So you would need to ask the question, what happens if the root cost analysis is wrong?
And then from this perspective, maybe trying to map this stuff to known architecture practices, we can even name Or we can even mention that AI, it's one of good practices.
AI can work in a separate bounded context with respective anti-corruption layer and with all this respective.
We can, of course, deep dive in these details, but with some kind of isolation and some kind of layer which will protect your domain from this probabilism and this, let's say, bad side of AI stuff.
And it reminds me of the discussion that we had, I think, like 14 days ago with your colleague Michael Stahl, Professor Michael Stahl.
And he was also working at Siemens and we were talking about the architecture analysis tool that he built.
And he also mentioned that you have to be aware of that whatever that system spits out concerning the architecture, it analyzed.
that you have to be aware of the hallucinations and that you must sort of double check it and these kinds of things.
So it seems to be the same, sort of the same thing in a different area of application for LLMS.
Definitely, because at the end of the day, AI is just, we can think about all AI stuff just as an additional block with inputs and outputs with some kind of peculiarities which we should consider.
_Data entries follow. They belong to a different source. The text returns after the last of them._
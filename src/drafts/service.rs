//! Draft order operations
//!
//! Every operation loads the client's single draft, applies one change and
//! saves it back. Input is validated before anything is read or written.

use crate::core::draft::{DraftOrder, DraftOrderItem, ItemSource};
use crate::core::error::{DraftError, OrderingResult, StockError, ValidationError};
use crate::core::service::{ImageStorage, OrderingStore, ProductCatalog};
use serde::Deserialize;
use std::sync::Arc;
use uuid::Uuid;
use validator::Validate;

const MAX_QUANTITY: i64 = 1_000_000;

/// `POST /draft/items` body
#[derive(Debug, Clone, Deserialize, Validate)]
#[serde(rename_all = "camelCase")]
pub struct AddListedItem {
    pub product_id: Uuid,
    #[validate(range(min = 1, max = 1_000_000, message = "quantity must be at least 1"))]
    pub quantity: i64,
}

/// Uploaded image attached to an unlisted item
#[derive(Debug, Clone)]
pub struct ImageUpload {
    pub filename: String,
    pub content_type: Option<String>,
    pub bytes: Vec<u8>,
}

/// `POST /draft/items/unlisted` form
#[derive(Debug, Clone, Validate)]
pub struct AddUnlistedItem {
    #[validate(custom(function = "not_blank", message = "description must not be empty"))]
    pub description: String,
    #[validate(range(min = 1, max = 1_000_000, message = "quantity must be at least 1"))]
    pub quantity: i64,
    pub image: Option<ImageUpload>,
}

/// `PUT /draft/items/{itemId}` body; below 1 removes the item
#[derive(Debug, Clone, Deserialize)]
pub struct UpdateItemQuantity {
    pub quantity: i64,
}

fn not_blank(value: &str) -> Result<(), validator::ValidationError> {
    if value.trim().is_empty() {
        return Err(validator::ValidationError::new("blank"));
    }
    Ok(())
}

fn to_quantity(quantity: i64) -> OrderingResult<u32> {
    if !(1..=MAX_QUANTITY).contains(&quantity) {
        return Err(ValidationError::FieldError {
            field: "quantity".to_string(),
            message: format!("quantity must be between 1 and {}", MAX_QUANTITY),
        }
        .into());
    }
    u32::try_from(quantity).map_err(|e| {
        ValidationError::FieldError {
            field: "quantity".to_string(),
            message: e.to_string(),
        }
        .into()
    })
}

/// Owner of every client's draft order
pub struct DraftService {
    store: Arc<dyn OrderingStore>,
    catalog: Arc<dyn ProductCatalog>,
    images: Arc<dyn ImageStorage>,
}

impl DraftService {
    pub fn new(
        store: Arc<dyn OrderingStore>,
        catalog: Arc<dyn ProductCatalog>,
        images: Arc<dyn ImageStorage>,
    ) -> Self {
        Self {
            store,
            catalog,
            images,
        }
    }

    /// The client's draft, or an empty unsaved one
    ///
    /// Never persists anything; the draft gets an id on its first item.
    pub async fn get_or_create(&self, tenant_id: &Uuid, client_id: &Uuid) -> OrderingResult<DraftOrder> {
        let draft = self.store.get_draft(tenant_id, client_id).await?;
        Ok(draft.unwrap_or_else(|| DraftOrder::empty(*tenant_id, *client_id)))
    }

    /// Add a catalog product, merging into an existing line for it
    ///
    /// The resulting line quantity must be in stock. Otherwise the product
    /// is flagged for restock and the draft is left untouched.
    pub async fn add_listed_item(
        &self,
        tenant_id: &Uuid,
        client_id: &Uuid,
        input: AddListedItem,
    ) -> OrderingResult<DraftOrder> {
        input.validate()?;
        let quantity = to_quantity(input.quantity)?;

        let product = self
            .catalog
            .product(tenant_id, &input.product_id)
            .await?
            .ok_or(StockError::ProductUnavailable {
                product_id: input.product_id,
            })?;

        let mut draft = self.get_or_create(tenant_id, client_id).await?;
        let existing = draft
            .listed_item_mut(&product.id)
            .map(|item| item.quantity)
            .unwrap_or(0);
        let requested = existing.saturating_add(quantity);

        self.ensure_in_stock(tenant_id, client_id, &product.id, requested, product.stock)
            .await?;

        match draft.listed_item_mut(&product.id) {
            Some(item) => item.quantity = requested,
            None => draft.items.push(DraftOrderItem::listed(
                product.id,
                product.name,
                quantity,
                product.price,
                product.image_path,
            )),
        }

        let draft = self.store.save_draft(draft).await?;
        tracing::debug!(
            tenant_id = %tenant_id,
            client_id = %client_id,
            product_id = %input.product_id,
            quantity = requested,
            "Listed item added to draft"
        );
        Ok(draft)
    }

    /// Append a free-text line, storing its image first if one was uploaded
    pub async fn add_unlisted_item(
        &self,
        tenant_id: &Uuid,
        client_id: &Uuid,
        input: AddUnlistedItem,
    ) -> OrderingResult<DraftOrder> {
        input.validate()?;
        let quantity = to_quantity(input.quantity)?;

        let mut draft = self.get_or_create(tenant_id, client_id).await?;

        let image_path = match input.image {
            Some(image) => Some(
                self.images
                    .store(image.bytes, &image.filename, image.content_type.as_deref())
                    .await?,
            ),
            None => None,
        };

        draft.items.push(DraftOrderItem::unlisted(
            input.description.trim(),
            quantity,
            image_path.clone(),
        ));

        match self.store.save_draft(draft).await {
            Ok(draft) => {
                tracing::debug!(
                    tenant_id = %tenant_id,
                    client_id = %client_id,
                    quantity = quantity,
                    has_image = image_path.is_some(),
                    "Unlisted item added to draft"
                );
                Ok(draft)
            }
            Err(e) => {
                if let Some(path) = image_path {
                    self.delete_image_best_effort(client_id, &path).await;
                }
                Err(e.into())
            }
        }
    }

    /// Set (not increment) an item's quantity; below 1 removes the item
    pub async fn update_item_quantity(
        &self,
        tenant_id: &Uuid,
        client_id: &Uuid,
        item_id: &Uuid,
        input: UpdateItemQuantity,
    ) -> OrderingResult<DraftOrder> {
        if input.quantity < 1 {
            return self.remove_item(tenant_id, client_id, item_id).await;
        }
        let quantity = to_quantity(input.quantity)?;

        let mut draft = self.get_or_create(tenant_id, client_id).await?;
        let item = draft
            .item(item_id)
            .ok_or(DraftError::ItemNotFound { item_id: *item_id })?;

        if let ItemSource::Listed { product_id, .. } = &item.source
            && quantity > item.quantity
        {
            let product_id = *product_id;
            let product = self
                .catalog
                .product(tenant_id, &product_id)
                .await?
                .ok_or(StockError::ProductUnavailable { product_id })?;
            self.ensure_in_stock(tenant_id, client_id, &product_id, quantity, product.stock)
                .await?;
        }

        if let Some(item) = draft.item_mut(item_id) {
            item.quantity = quantity;
        }

        let draft = self.store.save_draft(draft).await?;
        tracing::debug!(
            tenant_id = %tenant_id,
            client_id = %client_id,
            item_id = %item_id,
            quantity = quantity,
            "Draft item quantity set"
        );
        Ok(draft)
    }

    /// Remove an item: best-effort image delete, then the item itself
    ///
    /// A failed image delete is logged and never fails the removal.
    pub async fn remove_item(
        &self,
        tenant_id: &Uuid,
        client_id: &Uuid,
        item_id: &Uuid,
    ) -> OrderingResult<DraftOrder> {
        let mut draft = self.get_or_create(tenant_id, client_id).await?;
        let item = draft
            .item(item_id)
            .ok_or(DraftError::ItemNotFound { item_id: *item_id })?;

        if let Some(path) = owned_image(item) {
            let path = path.to_string();
            self.delete_image_best_effort(client_id, &path).await;
        }

        draft.remove_item(item_id);
        let draft = self.store.save_draft(draft).await?;

        tracing::debug!(
            tenant_id = %tenant_id,
            client_id = %client_id,
            item_id = %item_id,
            "Draft item removed"
        );
        Ok(draft)
    }

    /// Detach and delete an unlisted item's image
    ///
    /// Succeeds whenever the item exists, whatever the storage says.
    pub async fn delete_item_image(
        &self,
        tenant_id: &Uuid,
        client_id: &Uuid,
        item_id: &Uuid,
    ) -> OrderingResult<DraftOrder> {
        let mut draft = self.get_or_create(tenant_id, client_id).await?;
        let item = draft
            .item(item_id)
            .ok_or(DraftError::ItemNotFound { item_id: *item_id })?;

        let Some(path) = owned_image(item).map(str::to_string) else {
            return Ok(draft);
        };

        self.delete_image_best_effort(client_id, &path).await;
        if let Some(item) = draft.item_mut(item_id) {
            item.image_path = None;
        }

        Ok(self.store.save_draft(draft).await?)
    }

    async fn ensure_in_stock(
        &self,
        tenant_id: &Uuid,
        client_id: &Uuid,
        product_id: &Uuid,
        requested: u32,
        available: u32,
    ) -> OrderingResult<()> {
        if requested <= available {
            return Ok(());
        }

        tracing::warn!(
            tenant_id = %tenant_id,
            client_id = %client_id,
            product_id = %product_id,
            requested = requested,
            available = available,
            "Insufficient stock, flagging product for restock"
        );
        if let Err(e) = self
            .catalog
            .flag_for_restock(tenant_id, product_id, requested)
            .await
        {
            tracing::warn!(product_id = %product_id, error = %e, "Failed to flag product for restock");
        }

        Err(StockError::Insufficient {
            product_id: *product_id,
            requested,
            available,
        }
        .into())
    }

    async fn delete_image_best_effort(&self, client_id: &Uuid, path: &str) {
        if let Err(e) = self.images.delete(path).await {
            tracing::warn!(
                client_id = %client_id,
                path = %path,
                error = %e,
                "Failed to delete item image, continuing"
            );
        }
    }
}

/// Images uploaded with unlisted items belong to the draft; listed items
/// only reference the catalog's product image.
fn owned_image(item: &DraftOrderItem) -> Option<&str> {
    match item.source {
        ItemSource::Unlisted { .. } => item.image_path.as_deref(),
        ItemSource::Listed { .. } => None,
    }
}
with building contracts and interfaces around this specific block.
Okay.
And you already mentioned Generative AI, GenAI.
So how are LLMs different from GenAI?
And how do you use them in industrial applications?
I already said that LLM is just a subset of Generative AI.
Generative AI is mainly responsible for generating new...
Content, not a new knowledge.
And from an industrial perspective, generative AI can be definitely used for generating new data, synthetic data, LLMs for reasoning, LLMs for helping end users to make a decision to analyze a big amount of data.
But the crucial point, as I already said, that LLMs part and all this, let's say, The most probabilistic part of your system should be isolated from the control group where you're affecting the physical reality around human beings or your production.
Okay.
So what other types of AI are there apart from generative AI?
So we are stepping up the...
Maybe the most important is so-called classical AI models, which can be illustrated with decision trees, random forests.
So the main advantage of these classical models is that they are interpretable.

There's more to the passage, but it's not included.